Auto bracketing does not require the photographs to be taken in a single burst, but the images can be taken in a single burst as desired.

For instance, in an auto bracket setting, one could take a single image, then 5 seconds later take another image, then 5 seconds later take a third image and each image would be bracketed accordingly.

Alternatively, one could shoot a bracketed shot in continuous mode in one burst.

It's just personal preference. I guess most people prefer to use burst mode so there is not as much movement between the images.
 
We'll know if Apple acquired them if the FLICKR account gets deleted by tomorrow! :D

And Steve Jobs will probably fire the person who missed deleting it! LOL

Well, the flickr account is down. Jobs must be firing that person right now! LOL
 
Auto bracketing does not require the photographs to be taken in a single burst, but the images can be taken in a single burst as desired.

For instance, in an auto bracket setting, one could take a single image, then 5 seconds later take another image, then 5 seconds later take a third image and each image would be bracketed accordingly.

Alternatively, one could shoot a bracketed shot in continuous mode in one burst.

It's just personal preference. I guess most people prefer to use burst mode so there is not as much movement between the images.

Agreed. My comment was in regards to cupcake's claim that cameras generate auto bracketed images from a single sensor exposure.
While it is possible, it's not common in today's cameras. I was providing an example the the fastest auto bracketing speeds for a common pro-summer DSLR.
 
Agreed. My comment was in regards to cupcake's claim that cameras generate auto bracketed images from a single sensor exposure.
While it is possible, it's not common in today's cameras. I was providing an example the the fastest auto bracketing speeds for a common pro-summer DSLR.

Autobacketing is by definition taking multiple photos at different exposures (or white balances, or what have you). Whether you press the shutter button once or multiple times to get multiple shots depends on whether you're in single shot or continuous mode. To my knowledge, the CMOS sensors in today's SLRs are incapable of capturing multiple exposures during a single shutter actuation, unless enabling a live preview system. Even then, the exposures are not saved to the card at full resolution, they are merely displayed on the LCD screen in the form of a video.

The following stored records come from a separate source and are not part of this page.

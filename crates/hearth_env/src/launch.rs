//! Launch requests handed over by the host

use crate::environment::Environment;
use crate::keys;

/// Strings a service or worker start receives from the host.
#[derive(Debug, Clone, Default, PartialEq, Eq)]
pub struct LaunchRequest {
    pub private_dir: String,
    /// App directory; the entrypoint is resolved relative to it.
    pub app_dir: String,
    pub entrypoint: String,
    pub log_name: String,
    pub python_home: String,
    pub python_path: String,
    /// Free-form argument forwarded to `main()`.
    pub argument: Option<String>,
}

impl LaunchRequest {
    /// Write the caller identity into `env`.
    ///
    /// `argument_key` names the call-site variable that receives the caller
    /// argument; it is written first, followed by the fixed identity keys.
    pub fn write_to<E: Environment + ?Sized>(
        &self,
        env: &mut E,
        argument_key: Option<&str>,
        bootstrap_name: &str,
    ) {
        if let (Some(key), Some(argument)) = (argument_key, self.argument.as_deref()) {
            env.set(key, argument);
        }

        env.set(keys::ANDROID_PRIVATE, &self.private_dir);
        env.set(keys::ANDROID_ARGUMENT, &self.app_dir);
        env.set(keys::ANDROID_APP_PATH, &self.app_dir);
        env.set(keys::ANDROID_ENTRYPOINT, &self.entrypoint);
        env.set(keys::PYTHONOPTIMIZE, keys::OPTIMIZE_LEVEL);
        env.set(keys::PYTHON_NAME, &self.log_name);
        env.set(keys::PYTHONHOME, &self.python_home);
        env.set(keys::PYTHONPATH, &self.python_path);
        env.set(keys::P4A_BOOTSTRAP, bootstrap_name);
    }
}
//! Environment merge
//!
//! Order matters and is fixed:
//! 1. bootstrap marker and derived variables (app path, unpack dir, log name)
//! 2. snapshot of app dir, entrypoint and log name
//! 3. `p4a_env_vars.txt` applied with overwrite
//! 4. unpack dir re-read, so the file may relocate the bundle
//!
//! The caller identity has already been written by the entry point at this
//! point, so the file wins over caller values for any key it defines.

use crate::env_file;
use crate::environment::Environment;
use crate::keys;
use serde::Serialize;
use std::path::{Path, PathBuf};

/// Outcome of the side-channel file lookup.
#[derive(Debug, Clone, Copy, PartialEq, Eq, Serialize)]
#[serde(rename_all = "snake_case")]
pub enum EnvFileStatus {
    Applied { pairs: usize },
    Missing,
}

/// Typed view of the merged environment.
#[derive(Debug, Clone, PartialEq, Eq, Serialize)]
pub struct MergedEnv {
    pub bootstrap_name: String,
    /// `ANDROID_ARGUMENT`; the working directory for the script.
    pub app_dir: Option<PathBuf>,
    /// `ANDROID_ENTRYPOINT` as it stood before the env file was applied.
    pub entrypoint: Option<String>,
    pub log_name: String,
    /// `ANDROID_UNPACK` after the env file was applied.
    pub unpack_dir: Option<PathBuf>,
    pub env_file: EnvFileStatus,
}

/// Merge derived defaults and the env file into `env`.
///
/// Never fails. A missing env file is logged and skipped.
pub fn merge<E: Environment + ?Sized>(env: &mut E, bootstrap_name: &str) -> MergedEnv {
    env.set(keys::P4A_BOOTSTRAP, bootstrap_name);

    let app_dir = env.get(keys::ANDROID_ARGUMENT);
    match app_dir.as_deref() {
        Some(dir) => {
            env.set(keys::ANDROID_APP_PATH, dir);
            if !env.contains(keys::ANDROID_UNPACK) {
                env.set(keys::ANDROID_UNPACK, dir);
            }
        }
        None => tracing::warn!("ANDROID_ARGUMENT is not set, app path left undefined"),
    }

    let entrypoint = env.get(keys::ANDROID_ENTRYPOINT);
    let log_name = match env.get(keys::PYTHON_NAME) {
        Some(name) => name,
        None => {
            env.set(keys::PYTHON_NAME, keys::DEFAULT_LOG_NAME);
            keys::DEFAULT_LOG_NAME.to_string()
        }
    };

    tracing::info!("Setting additional env vars from {}", env_file::ENV_FILE_NAME);
    let env_file = match env.get(keys::ANDROID_UNPACK) {
        Some(unpack) => apply_env_file(env, Path::new(&unpack)),
        None => {
            tracing::warn!("no unpack directory, skipping {}", env_file::ENV_FILE_NAME);
            EnvFileStatus::Missing
        }
    };

    MergedEnv {
        bootstrap_name: bootstrap_name.to_string(),
        app_dir: app_dir.map(PathBuf::from),
        entrypoint,
        log_name,
        unpack_dir: env.get(keys::ANDROID_UNPACK).map(PathBuf::from),
        env_file,
    }
}

fn apply_env_file<E: Environment + ?Sized>(env: &mut E, unpack_dir: &Path) -> EnvFileStatus {
    match env_file::apply(env, &env_file::path_in(unpack_dir)) {
        Ok(pairs) => {
            tracing::debug!(pairs, "applied {}", env_file::ENV_FILE_NAME);
            EnvFileStatus::Applied { pairs }
        }
        Err(err) => {
            tracing::warn!(%err, "no {} found / failed to open", env_file::ENV_FILE_NAME);
            EnvFileStatus::Missing
        }
    }
}
//! Entry adapters
//!
//! Each host call site writes its identity into the environment, merges it
//! and starts the interpreter under the process environment lock, then runs
//! the driver with its own exit policy. The lock is dropped before any script
//! runs, so a long-running service never blocks a worker starting next to it.

use crate::driver::{Driver, ExecutionOutcome, ExitPolicy};
use hearth_core::Runtime;
use hearth_env::{keys, merge, Environment, LaunchRequest, MergedEnv, ProcessEnv, BOOTSTRAP_NAME};
use hearth_script::Interpreter;

#[derive(Debug, Clone, Copy, PartialEq, Eq)]
pub enum CallSite {
    /// Foreground activity; identity comes from variables the host set
    /// beforehand.
    App,
    Service,
    /// Background worker; the host finalizes through [`teardown`].
    Worker,
}

impl CallSite {
    pub fn argument_key(self) -> Option<&'static str> {
        match self {
            CallSite::App => None,
            CallSite::Service => Some(keys::PYTHON_SERVICE_ARGUMENT),
            CallSite::Worker => Some(keys::PYTHON_WORKER_ARGUMENT),
        }
    }

    pub fn exit_policy(self) -> ExitPolicy {
        match self {
            CallSite::App | CallSite::Service => ExitPolicy::RequestExit,
            CallSite::Worker => ExitPolicy::ReturnToHost,
        }
    }
}

/// Write the caller identity (if any) and merge the environment.
pub fn prepare<E: Environment + ?Sized>(
    env: &mut E,
    site: CallSite,
    request: Option<&LaunchRequest>,
) -> MergedEnv {
    if let Some(request) = request {
        request.write_to(env, site.argument_key(), BOOTSTRAP_NAME);
    }
    merge(env, BOOTSTRAP_NAME)
}

/// Run one invocation against the process environment.
pub fn start<I: Interpreter>(
    runtime: &Runtime<I>,
    site: CallSite,
    request: Option<LaunchRequest>,
) -> ExecutionOutcome {
    let driver = Driver::new(runtime);
    let (merged, search_path) = {
        let mut env = ProcessEnv::lock();
        let merged = prepare(&mut env, site, request.as_ref());
        // Interpreter start-up reads the environment
        match driver.start_runtime(&merged) {
            Ok(search_path) => (merged, search_path),
            Err(_) => return ExecutionOutcome::aborted(),
        }
    };
    let argument = request.and_then(|request| request.argument);
    driver.run_started(&merged, search_path.as_ref(), argument.as_deref(), site.exit_policy())
}

pub fn start_app<I: Interpreter>(runtime: &Runtime<I>) -> i32 {
    start(runtime, CallSite::App, None).code
}

pub fn start_service<I: Interpreter>(runtime: &Runtime<I>, request: LaunchRequest) -> i32 {
    start(runtime, CallSite::Service, Some(request)).code
}

pub fn start_worker<I: Interpreter>(runtime: &Runtime<I>, request: LaunchRequest) -> i32 {
    start(runtime, CallSite::Worker, Some(request)).code
}

/// Worker teardown. The runtime cannot be started again afterwards.
pub fn teardown<I: Interpreter>(runtime: &Runtime<I>) -> i32 {
    runtime.finalize()
}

Maybe that poster is confusing bracketing with metering. Both metering and bracketing allow the photographer to determine the best exposure for the scene, but metering does so using one shot whereas bracketing does so using multiple shots.
 
That's brilliant! Why didn't I think of that? Now if only I can convince my wife that we can start buying a new phone every two years _after_ upgrading to the iPhone-4. ;)


ohh then you've got a second problem!

!@#$%^&*(!*&^%# "oops!" what was that under my tire? :p

s:apple:ry, but something must be done, it's just such an awesome all around device!!